INT: How did it feel as a young girl to work for the paper?
EM: It was exciting. I -- I just thought I was almost as happy as I needed to be because you met exciting people, famous people, and Los Angeles was always a city where everything happens. And you really didn't need anything else, just the excitement of the city.


INT: Was there a need for black papers in LA?
EM: There was a need, as I see it, from every angle in every place in America, particularly cities. Remember, Charlotta Bass had The California Eagle long before I went there. And it was absolutely necessary in order to get the black story or interpretation of even news out. Remember, it -- there've always been, ahm, situations where we never get our point of view expressed. Without a black newspaper, it was never going the happen. It doesn't happen today. You know that. Therefore, there was a need and black people always filled that need from way back from the beginning in 1827 when you had your first Freedom Journal.


INT: What do you know about Charlotta Bass?
EM: I knew that Charlotta Bass was a very famous woman, not only as a newspaper person, but as a politician. Remember she ran for Vice President, I think, on the Socialist ticket, just about around that time. So, obviously, just the idea of being in a situation where you would run into or meet a person like that, for a young woman like me, a young girl, ah, was exciting and was something that I looked forward to. And it made me more ambitious to do things myself as a journalist.


INT: Did you grow up reading black newspapers?
EM: I grew up reading black history because my father was an AME preacher, ah, and we moved around a great deal. Ah, ended up in West Virginia, where they used Carter G. Woodson's The Negro in Our History, published in 1922. And so quite early I got my, ahm, grounding in -- in the notion ...

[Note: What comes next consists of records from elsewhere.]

//! Reverse geocoding and metric derivation against boundary datasets on disk.

use chrono::{TimeZone, Utc};
use geodesy::{derive_metrics, BoundaryIndex, Gazetteer, MetricsInput};
use route_common::{LatLon, RouteError};
use test_utils::{assert_approx_eq, fixtures, require_test_file};

#[test]
fn test_checked_in_dataset_resolves_finland() {
    let path = require_test_file!(fixtures::boundaries::DATASET_FILE);
    let index = BoundaryIndex::load(path).unwrap();

    let region = index.lookup(LatLon::new(60.5, 22.1)).unwrap();
    assert_eq!(region.timezone, "Europe/Helsinki");
    assert_eq!(region.country_code.as_deref(), Some("FI"));

    let region = index.lookup(LatLon::new(0.0, 0.0)).unwrap();
    assert_eq!(region.timezone, "Etc/GMT");
    assert_eq!(region.country_code, None);
}

#[test]
fn test_load_from_temp_file() {
    let dir = tempfile::tempdir().unwrap();
    let path = dir.path().join("zones.json");
    std::fs::write(&path, fixtures::boundaries::GULF_OF_GUINEA_JSON).unwrap();

    let index = BoundaryIndex::load(&path).unwrap();
    assert!(index.lookup(LatLon::new(1.0, 1.0)).is_ok());
    assert!(matches!(
        index.lookup(LatLon::new(60.0, 25.0)),
        Err(RouteError::LookupMiss { .. })
    ));
}

#[test]
fn test_load_missing_or_malformed_is_config_error() {
    let dir = tempfile::tempdir().unwrap();
    assert!(matches!(
        BoundaryIndex::load(dir.path().join("absent.json")),
        Err(RouteError::Config(_))
    ));

    let path = dir.path().join("bad.json");
    std::fs::write(&path, "{ not json").unwrap();
    assert!(matches!(BoundaryIndex::load(&path), Err(RouteError::Config(_))));
}

#[test]
fn test_equator_scenario() {
    let index = BoundaryIndex::from_json(fixtures::boundaries::GULF_OF_GUINEA_JSON).unwrap();
    let track = fixtures::tracks::equator_track();
    let now = Utc.with_ymd_and_hms(2024, 5, 1, 0, 0, 0).unwrap();

    let metrics = derive_metrics(
        MetricsInput {
            track: &track,
            corners: None,
            recorded_start: None,
        },
        &index,
        now,
    )
    .unwrap();

    assert_eq!(metrics.duration_seconds, Some(10.0));
    assert_approx_eq!(metrics.distance_meters, 111_319.49, 0.5);
    assert_eq!(metrics.timezone, "Etc/GMT");
}

#[test]
fn test_falls_back_to_raster_center() {
    let path = require_test_file!(fixtures::boundaries::DATASET_FILE);
    let index = BoundaryIndex::load(path).unwrap();

    // track starts at sea, the map itself lies in Finland
    let track = route_common::Track::from_points(vec![route_common::TrackPoint::new(
        None, 45.0, -30.0,
    )])
    .unwrap();
    let corners = fixtures::corners::turku();

    let metrics = derive_metrics(
        MetricsInput {
            track: &track,
            corners: Some(&corners),
            recorded_start: None,
        },
        &index,
        Utc::now(),
    )
    .unwrap();

    assert_eq!(metrics.timezone, "Europe/Helsinki");
    assert_eq!(metrics.country_code.as_deref(), Some("FI"));
}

INT: Did your family read black newspapers or no?
EM: Well, my sister edited a little paper in Uniontown, Pennsylvania back in the 1930s. When she graduated from Wilberforce in 1936, then her first job was, ah, editing The Courier Digest, a little tabloid in Uniontown, Pennsylvania, not very far from Pittsburgh.


INT: What was the purpose of Freedom's Journal?
EM: Freedom's Journal was a necessity, ah, because there was no way black people were ever going to be able to get their message out to the general public without putting their own spin, as we would call it today, but their -- from their own perspective telling the story of their experiences in America. Ahm, as they -- as -- as we went along, even before the Civil War, we had a 150-odd newspapers that came into being, didn't necessarily last long, but they were getting the message out about what blacks perceived, what they wanted, what they needed, what they intended to do about their own situation. Ahm, I -- I -- I think you, ah, have looked at, say, the copy of the Mystery and at the top it -- ah, the masthead says, "And Moses was learned in all the wisdom of the Egyptians," and which was to say that black people were admonished to study, to educate themselves, even though there weren't permitted to go to school. And so the newspaper was the communication vehicle that we had. And it is even today.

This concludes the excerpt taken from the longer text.